National Athlete Spotlight: Gary Hines

Jan. 31, 2014, 6:58 a.m. (ET)
For most Americans, team handball is nothing more than a gym-time activity. For Gary Hines, it's a craft he's spent 13 years polishing. As Hines prepares for another training camp as a member of the Men's National Team, he took time to speak with USA Team Handball and reflect on his journey as a professional team handball player. 

Gary Hines was introduced to the sport at 14. Four years later, he was the youngest member of the Men's National Team that traveled to the 2003 Pan American Games in the Dominican Republic. In his first game, he jumped -- literally -- on the international stage.

While scoring 12 goals in his debut was impressive, it was his jumping abilities that drew the most attention. So much so, in fact, that articles the next day blessed him with a nickname: 'The Gary Hangtime Hines Show'.

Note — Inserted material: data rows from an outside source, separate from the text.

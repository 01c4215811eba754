//! # TTR Queue CLI
//!
//! Command-line interface for ttr-queue workers and producers.
//!
//! This module provides CLI commands for:
//! - Running a worker continuously (`listen`) or until the queue drains (`run`)
//! - Pushing jobs and purging the queue
//! - Validating and printing configuration
//! - Generating shell completions

use clap::{Args, CommandFactory, Parser, Subcommand};
use std::path::PathBuf;
use std::sync::Arc;
use tracing::{info, warn};
use tracing_subscriber::{layer::SubscriberExt, util::SubscriberInitExt, EnvFilter};
use ttr_queue::{
    Consumer, Producer, PushRequest, QueueClient, QueueClientFactory, ShutdownFlag, WorkerError,
    MAX_WAIT_SECONDS,
};

pub mod config;
pub mod exec;

pub use config::{load_configuration, CliConfig, ConfigError, ConfigFormat, LogFormat};
pub use exec::{ExecHandler, LogHandler};

// ============================================================================
// CLI Structure
// ============================================================================

/// ttr-queue - workers for visibility-timeout queues
#[derive(Parser, Debug)]
#[command(name = "ttr-queue")]
#[command(version = env!("CARGO_PKG_VERSION"))]
#[command(about = "Process and enqueue jobs on a visibility-timeout queue")]
#[command(
    long_about = "Each job carries its own time-to-run. Workers hide a job for that long while \
                  processing it and delete it on success; failed jobs reappear afterwards."
)]
pub struct Cli {
    /// Configuration file path
    #[arg(short, long, env = "TTR_QUEUE_CONFIG")]
    pub config: Option<PathBuf>,

    /// Logging level or filter directive, overrides the configuration
    #[arg(short, long)]
    pub log_level: Option<String>,

    /// Enable JSON logging
    #[arg(long)]
    pub json_logs: bool,

    /// Subcommand to execute
    #[command(subcommand)]
    pub command: Commands,
}

/// Available CLI commands
#[derive(Subcommand, Debug)]
pub enum Commands {
    /// Process jobs until interrupted
    Listen(WorkerArgs),

    /// Process jobs until the queue is empty
    Run(WorkerArgs),

    /// Enqueue a job
    Push {
        /// Job payload
        payload: String,

        /// Seconds a worker may spend on the job before it is redelivered
        #[arg(long)]
        ttr: Option<u32>,

        /// Seconds before the job becomes visible
        #[arg(short, long, default_value = "0")]
        delay: u32,

        /// Not supported by the backend; always rejected
        #[arg(short, long)]
        priority: Option<u32>,
    },

    /// Remove all jobs from the queue
    Clear,

    /// Show the status of a job (not supported by the backend)
    Status {
        /// Message ID returned by push
        message_id: String,
    },

    /// Validate configuration
    Config {
        /// Show resolved configuration
        #[arg(short, long)]
        show: bool,

        /// Output format for configuration
        #[arg(short = 'f', long, default_value = "yaml")]
        format: ConfigFormat,
    },

    /// Generate shell completions
    Completions {
        /// Shell to generate completions for
        #[arg(value_enum)]
        shell: clap_complete::Shell,
    },
}

/// Options shared by the worker commands
#[derive(Args, Debug, Clone, Default)]
pub struct WorkerArgs {
    /// Long-poll wait per receive in seconds (0-20)
    #[arg(short, long, value_parser = clap::value_parser!(u32).range(0..=MAX_WAIT_SECONDS as i64))]
    pub timeout: Option<u32>,

    /// Program (and arguments) run per job; must come last
    #[arg(long, num_args = 1.., allow_hyphen_values = true, value_name = "PROGRAM")]
    pub exec: Vec<String>,
}

// ============================================================================
// CLI Error Types
// ============================================================================

/// CLI-specific errors
#[derive(Debug, thiserror::Error)]
pub enum CliError {
    #[error("Configuration error: {0}")]
    Configuration(#[from] ConfigError),

    #[error("Logging setup failed: {message}")]
    Logging { message: String },

    #[error(transparent)]
    Worker(#[from] WorkerError),

    #[error("{failed} job(s) failed")]
    JobsFailed { failed: u64 },

    #[error("IO error: {0}")]
    Io(#[from] std::io::Error),
}

impl CliError {
    /// Process exit code for this error
    pub fn exit_code(&self) -> i32 {
        match self {
            Self::Configuration(_) | Self::Logging { .. } => 1,
            Self::Worker(WorkerError::UnsupportedFeature { .. }) => 3,
            Self::Worker(_) => 2,
            Self::JobsFailed { .. } => 4,
            Self::Io(_) => 5,
        }
    }
}

// ============================================================================
// Main Entry Point
// ============================================================================

/// Main CLI entry point
pub async fn run_cli() -> Result<(), CliError> {
    execute(Cli::parse()).await
}

/// Execute a parsed command line
pub async fn execute(cli: Cli) -> Result<(), CliError> {
    // Completions need neither configuration nor logging
    if let Commands::Completions { shell } = cli.command {
        return execute_completions_command(shell, &mut std::io::stdout());
    }

    let config = load_configuration(cli.config.as_deref())?;

    let level = cli.log_level.as_deref().unwrap_or(&config.logging.level);
    let format = if cli.json_logs {
        LogFormat::Json
    } else {
        config.logging.format
    };
    initialize_logging(level, format)?;

    match cli.command {
        Commands::Listen(args) => execute_worker_command(&config, args, true).await,
        Commands::Run(args) => execute_worker_command(&config, args, false).await,
        Commands::Push {
            payload,
            ttr,
            delay,
            priority,
        } => execute_push_command(&config, payload, ttr, delay, priority).await,
        Commands::Clear => execute_clear_command(&config).await,
        Commands::Status { message_id } => execute_status_command(&config, &message_id).await,
        Commands::Config { show, format } => execute_config_command(&config, show, format),
        Commands::Completions { .. } => Ok(()),
    }
}

// ============================================================================
// Command Implementations
// ============================================================================

/// Initialize logging; `RUST_LOG` takes precedence over `level`
fn initialize_logging(level: &str, format: LogFormat) -> Result<(), CliError> {
    let filter = EnvFilter::try_from_default_env()
        .or_else(|_| EnvFilter::try_new(level))
        .map_err(|e| CliError::Logging {
            message: format!("invalid log level '{}': {}", level, e),
        })?;

    let registry = tracing_subscriber::registry().with(filter);
    let result = match format {
        LogFormat::Json => registry
            .with(
                tracing_subscriber::fmt::layer()
                    .json()
                    .with_writer(std::io::stderr),
            )
            .try_init(),
        LogFormat::Text => registry
            .with(tracing_subscriber::fmt::layer().with_writer(std::io::stderr))
            .try_init(),
    };

    result.map_err(|e| CliError::Logging {
        message: e.to_string(),
    })
}

async fn create_client(config: &CliConfig) -> Result<Arc<dyn QueueClient>, CliError> {
    QueueClientFactory::create_client(&config.queue)
        .await
        .map_err(|e| CliError::Worker(e.into()))
}

/// Execute listen/run
async fn execute_worker_command(
    config: &CliConfig,
    args: WorkerArgs,
    repeat: bool,
) -> Result<(), CliError> {
    let timeout = args.timeout.unwrap_or(config.worker.wait_seconds);
    let client = create_client(config).await?;

    let consumer = match ExecHandler::from_command_line(&args.exec) {
        Some(handler) => Consumer::new(client, handler),
        None => Consumer::new(client, LogHandler),
    };

    let shutdown = ShutdownFlag::new();
    let flag = shutdown.clone();
    tokio::spawn(async move {
        wait_for_shutdown_signal().await;
        info!("Finishing the current job, then stopping");
        flag.request_shutdown();
    });

    info!(
        queue = %config.queue.queue_name,
        repeat,
        timeout,
        exec = ?args.exec,
        "Starting worker"
    );

    let summary = consumer
        .with_continuation(shutdown)
        .run(repeat, timeout)
        .await?;

    if !repeat && summary.failed > 0 {
        return Err(CliError::JobsFailed {
            failed: summary.failed,
        });
    }
    Ok(())
}

/// Resolve on Ctrl+C or SIGTERM
async fn wait_for_shutdown_signal() {
    let ctrl_c = async {
        if let Err(e) = tokio::signal::ctrl_c().await {
            warn!(error = %e, "Failed to listen for Ctrl+C");
            std::future::pending::<()>().await;
        }
    };

    #[cfg(unix)]
    let terminate = async {
        match tokio::signal::unix::signal(tokio::signal::unix::SignalKind::terminate()) {
            Ok(mut signal) => {
                signal.recv().await;
            }
            Err(e) => {
                warn!(error = %e, "Failed to listen for SIGTERM");
                std::future::pending::<()>().await;
            }
        }
    };

    #[cfg(not(unix))]
    let terminate = std::future::pending::<()>();

    tokio::select! {
        _ = ctrl_c => info!("Received SIGINT (Ctrl+C)"),
        _ = terminate => info!("Received SIGTERM"),
    }
}

/// Execute push command
async fn execute_push_command(
    config: &CliConfig,
    payload: String,
    ttr: Option<u32>,
    delay: u32,
    priority: Option<u32>,
) -> Result<(), CliError> {
    let request = PushRequest {
        payload,
        ttr_seconds: ttr.unwrap_or(config.worker.default_ttr_seconds),
        delay_seconds: delay,
        priority,
    };

    // Reject before connecting to the queue
    if request.priority.is_some_and(|p| p != 0) {
        return Err(WorkerError::unsupported("priority").into());
    }

    let producer = Producer::new(create_client(config).await?);
    let message_id = producer.push(request).await?;

    println!("{}", message_id);
    Ok(())
}

/// Execute clear command
async fn execute_clear_command(config: &CliConfig) -> Result<(), CliError> {
    let producer = Producer::new(create_client(config).await?);
    producer.clear().await?;
    Ok(())
}

/// Execute status command
async fn execute_status_command(config: &CliConfig, message_id: &str) -> Result<(), CliError> {
    let producer = Producer::new(create_client(config).await?);

    producer.status(message_id).await?;
    Ok(())
}

/// Execute config command
fn execute_config_command(
    config: &CliConfig,
    show: bool,
    format: ConfigFormat,
) -> Result<(), CliError> {
    if show {
        println!("{}", config::render_configuration(config, format)?);
    } else {
        println!("Configuration is valid");
    }
    Ok(())
}

/// Execute completions command
fn execute_completions_command(
    shell: clap_complete::Shell,
    out: &mut dyn std::io::Write,
) -> Result<(), CliError> {
    clap_complete::generate(shell, &mut Cli::command(), "ttr-queue", out);
    Ok(())
}

#[cfg(test)]
#[path = "lib_tests.rs"]
mod tests;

"That tournament started it all for me," Hines recalls. "People realized I had talent and was not to be taken lightly."

He first discovered his jumping ability in 8th grade gym class. After seeing several classmates attempting to touch the backboard of a basketball hoop, Hines, one of the shortest in the class, decided to try. To everyone's surprise, he passed the backboard and grabbed rim.

"Ever since then I've been trying to jump higher and higher."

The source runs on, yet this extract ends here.